Return On Capital Employed (ROCE): What is it?

For those that aren't sure what ROCE is, it measures the amount of pre-tax profits a company can generate from the capital employed in its business. The formula for this calculation on Titan Machinery is:

Return on Capital Employed = Earnings Before Interest and Tax (EBIT) ÷ (Total Assets - Current Liabilities)

0.11 = US$58m ÷ (US$839m - US$310m) (Based on the trailing twelve months to July 2021).

Thus, Titan Machinery has an ROCE of 11%. That's a relatively normal return on capital, and it's around the 12% generated by the Trade Distributors industry.

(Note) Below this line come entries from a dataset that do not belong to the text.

//! Element kinds and the raw byte codec
//!
//! Shared by typed arrays and DataView. Values are packed into a `u64` bit
//! pattern first, then split into bytes with explicit shifts, so byte order
//! is decided in one place and never depends on the host.

use num_bigint::BigInt;
use smallvec::SmallVec;

use crate::context::VmContext;
use crate::conversion;
use crate::error::VmResult;
use crate::number::{
    bigint_to_i64_wrapping, bigint_to_u64_wrapping, to_int8, to_int16, to_int32, to_uint8,
    to_uint8_clamp, to_uint16, to_uint32,
};
use crate::value::{CANONICAL_NAN_BITS, Value};

/// The kind of a typed array element or DataView access
#[derive(Debug, Clone, Copy, PartialEq, Eq, Hash)]
pub enum ElementKind {
    /// 8-bit signed integer
    Int8,
    /// 8-bit unsigned integer
    Uint8,
    /// 8-bit unsigned integer, clamped on write
    Uint8Clamped,
    /// 16-bit signed integer
    Int16,
    /// 16-bit unsigned integer
    Uint16,
    /// 32-bit signed integer
    Int32,
    /// 32-bit unsigned integer
    Uint32,
    /// IEEE-754 binary32
    Float32,
    /// IEEE-754 binary64
    Float64,
    /// 64-bit signed BigInt
    BigInt64,
    /// 64-bit unsigned BigInt
    BigUint64,
}

impl ElementKind {
    /// All kinds, in intrinsic table order
    pub const ALL: [ElementKind; 11] = [
        ElementKind::Int8,
        ElementKind::Uint8,
        ElementKind::Uint8Clamped,
        ElementKind::Int16,
        ElementKind::Uint16,
        ElementKind::Int32,
        ElementKind::Uint32,
        ElementKind::Float32,
        ElementKind::Float64,
        ElementKind::BigInt64,
        ElementKind::BigUint64,
    ];

    /// Position in [`ElementKind::ALL`]
    pub fn ordinal(self) -> usize {
        self as usize
    }

    /// Bytes per element
    pub fn element_size(self) -> usize {
        match self {
            Self::Int8 | Self::Uint8 | Self::Uint8Clamped => 1,
            Self::Int16 | Self::Uint16 => 2,
            Self::Int32 | Self::Uint32 | Self::Float32 => 4,
            Self::Float64 | Self::BigInt64 | Self::BigUint64 => 8,
        }
    }

    /// Constructor name of the typed array of this kind
    pub fn name(self) -> &'static str {
        match self {
            Self::Int8 => "Int8Array",
            Self::Uint8 => "Uint8Array",
            Self::Uint8Clamped => "Uint8ClampedArray",
            Self::Int16 => "Int16Array",
            Self::Uint16 => "Uint16Array",
            Self::Int32 => "Int32Array",
            Self::Uint32 => "Uint32Array",
            Self::Float32 => "Float32Array",
            Self::Float64 => "Float64Array",
            Self::BigInt64 => "BigInt64Array",
            Self::BigUint64 => "BigUint64Array",
        }
    }

    /// Content type is BigInt
    pub fn is_bigint(self) -> bool {
        matches!(self, Self::BigInt64 | Self::BigUint64)
    }

    /// Convert a JS value to this kind's bit pattern.
    ///
    /// Runs `ToNumber` or `ToBigInt` first, which may call user code.
    pub fn value_to_bits(self, ctx: &mut VmContext, value: &Value) -> VmResult<u64> {
        if self.is_bigint() {
            let big = conversion::to_big_int(ctx, value)?;
            return Ok(self.bigint_to_bits(&big));
        }
        let n = conversion::to_number(ctx, value)?;
        Ok(self.number_to_bits(n))
    }

    /// Bit pattern of an already converted Number (non-BigInt kinds)
    pub fn number_to_bits(self, n: f64) -> u64 {
        match self {
            Self::Int8 => to_int8(n) as u8 as u64,
            Self::Uint8 => u64::from(to_uint8(n)),
            Self::Uint8Clamped => u64::from(to_uint8_clamp(n)),
            Self::Int16 => to_int16(n) as u16 as u64,
            Self::Uint16 => u64::from(to_uint16(n)),
            Self::Int32 => to_int32(n) as u32 as u64,
            Self::Uint32 => u64::from(to_uint32(n)),
            Self::Float32 => u64::from((n as f32).to_bits()),
            Self::Float64 => n.to_bits(),
            Self::BigInt64 | Self::BigUint64 => n as i64 as u64,
        }
    }

    /// Bit pattern of an already converted BigInt (BigInt kinds)
    pub fn bigint_to_bits(self, big: &BigInt) -> u64 {
        match self {
            Self::BigInt64 => bigint_to_i64_wrapping(big) as u64,
            _ => bigint_to_u64_wrapping(big),
        }
    }

    /// Decode a bit pattern into a JS value
    pub fn bits_to_value(self, bits: u64) -> Value {
        match self {
            Self::Int8 => Value::int32(i32::from(bits as u8 as i8)),
            Self::Uint8 | Self::Uint8Clamped => Value::int32(i32::from(bits as u8)),
            Self::Int16 => Value::int32(i32::from(bits as u16 as i16)),
            Self::Uint16 => Value::int32(i32::from(bits as u16)),
            Self::Int32 => Value::int32(bits as u32 as i32),
            Self::Uint32 => Value::number(f64::from(bits as u32)),
            Self::Float32 => Value::number(f64::from(f32::from_bits(bits as u32))),
            Self::Float64 => Value::number(f64::from_bits(bits)),
            Self::BigInt64 => Value::bigint(BigInt::from(bits as i64)),
            Self::BigUint64 => Value::bigint(BigInt::from(bits)),
        }
    }

    /// Encode `bits` into `element_size()` bytes
    pub fn bits_to_bytes(self, bits: u64, little_endian: bool) -> SmallVec<[u8; 8]> {
        let size = self.element_size();
        let bits = self.canonicalize_nan(bits);
        let mut bytes: SmallVec<[u8; 8]> = (0..size).map(|i| (bits >> (8 * i)) as u8).collect();
        if !little_endian {
            bytes.reverse();
        }
        bytes
    }

    /// Decode `element_size()` bytes into a bit pattern
    pub fn bytes_to_bits(self, bytes: &[u8], little_endian: bool) -> u64 {
        let size = self.element_size();
        let mut bits = 0u64;
        for i in 0..size {
            let byte = if little_endian {
                bytes[i]
            } else {
                bytes[size - 1 - i]
            };
            bits |= u64::from(byte) << (8 * i);
        }
        bits
    }

    fn canonicalize_nan(self, bits: u64) -> u64 {
        match self {
            Self::Float64 if f64::from_bits(bits).is_nan() => CANONICAL_NAN_BITS,
            Self::Float32 if f32::from_bits(bits as u32).is_nan() => 0x7FC0_0000,
            _ => bits,
        }
    }
}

View our latest analysis for Titan Machinery

roce
NasdaqGS:TITN Return on Capital Employed November 4th 2021

Above you can see how the current ROCE for Titan Machinery compares to its prior returns on capital, but there's only so much you can tell from the past. If you'd like to see what analysts are forecasting going forward, you should check out our free report for Titan Machinery.

The Trend Of ROCE

Titan Machinery is showing promise given that its ROCE is trending up and to the right. The figures show that over the last five years, ROCE has grown 1,499% whilst employing roughly the same amount of capital. So our take on this is that the business has increased efficiencies to generate these higher returns, all the while not needing to make any additional investments. On that front, things are looking good so it's worth exploring what management has said about growth plans going forward.

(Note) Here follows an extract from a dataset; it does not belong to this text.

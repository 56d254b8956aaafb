//! Process-wide utilities

pub mod logger;

pub use logger::init_logger;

One more thing to note, Titan Machinery has decreased current liabilities to 37% of total assets over this period, which effectively reduces the amount of funding from suppliers or short-term creditors. So this improvement in ROCE has come from the business' underlying economics, which is great to see.

The Key Takeaway

To sum it up, Titan Machinery is collecting higher returns from the same amount of capital, and that's impressive. And with the stock having performed exceptionally well over the last five years, these patterns are being accounted for by investors. In light of that, we think it's worth looking further into this stock because if Titan Machinery can keep these trends up, it could have a bright future ahead.

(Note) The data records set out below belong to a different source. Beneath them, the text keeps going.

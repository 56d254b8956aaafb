//! Inventory API
//!
//! | Path | Method | Handler |
//! |------|--------|---------|
//! | /api/inventory/items | GET, POST | list, create |
//! | /api/inventory/items/{id} | GET, PATCH | get, update |
//! | /api/inventory/items/{id}/archive | POST | archive |
//! | /api/inventory/items/{id}/stock | GET | snapshot |
//! | /api/inventory/items/{id}/ledger | GET | ledger tail |
//! | /api/inventory/items/{id}/verify | GET | chain verification |
//! | /api/inventory/suppliers | GET, POST | suppliers |
//! | /api/inventory/purchase-orders | POST | create PO |
//! | /api/inventory/purchase-orders/{id} | GET | get PO |
//! | /api/inventory/purchase-orders/{id}/approve | POST | approve |
//! | /api/inventory/purchase-orders/{id}/receive | POST | goods receipt |
//! | /api/inventory/counts | POST | start count |
//! | /api/inventory/counts/{id} | GET | get count |
//! | /api/inventory/counts/{id}/lines | POST | submit line |
//! | /api/inventory/counts/{id}/complete | POST | complete |
//! | /api/inventory/waste | GET, POST | waste log |

mod handler;

use axum::{
    Router, middleware,
    routing::{get, post},
};

use crate::auth::require_permission;
use crate::core::ServerState;

pub fn router() -> Router<ServerState> {
    Router::new().nest("/api/inventory", routes())
}

fn routes() -> Router<ServerState> {
    Router::new()
        .route("/items", get(handler::list_items).post(handler::create_item))
        .route("/items/{id}", get(handler::get_item).patch(handler::update_item))
        .route("/items/{id}/archive", post(handler::archive_item))
        .route("/items/{id}/stock", get(handler::snapshot))
        .route("/items/{id}/ledger", get(handler::ledger_tail))
        .route("/items/{id}/verify", get(handler::verify))
        .route(
            "/suppliers",
            get(handler::list_suppliers).post(handler::create_supplier),
        )
        .route("/purchase-orders", post(handler::create_purchase_order))
        .route("/purchase-orders/{id}", get(handler::get_purchase_order))
        .route(
            "/purchase-orders/{id}/approve",
            post(handler::approve_purchase_order),
        )
        .route(
            "/purchase-orders/{id}/receive",
            post(handler::receive_purchase_order),
        )
        .route("/counts", post(handler::start_count))
        .route("/counts/{id}", get(handler::get_count))
        .route("/counts/{id}/lines", post(handler::submit_count_line))
        .route("/counts/{id}/complete", post(handler::complete_count))
        .route("/waste", get(handler::list_waste).post(handler::log_waste))
        .route_layer(middleware::from_fn(require_permission("inventory:manage")))
}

On a separate note, we've found 1 warning sign for Titan Machinery you'll probably want to know about.

While Titan Machinery may not currently earn the highest returns, we've compiled a list of companies that currently earn more than 25% return on equity. Check out this free list here.

Valuation is complex, but we're helping make it simple.

Find out whether Titan Machinery is potentially over or undervalued by checking out our comprehensive analysis, which includes fair value estimates, risks and warnings, dividends, insider transactions and financial health.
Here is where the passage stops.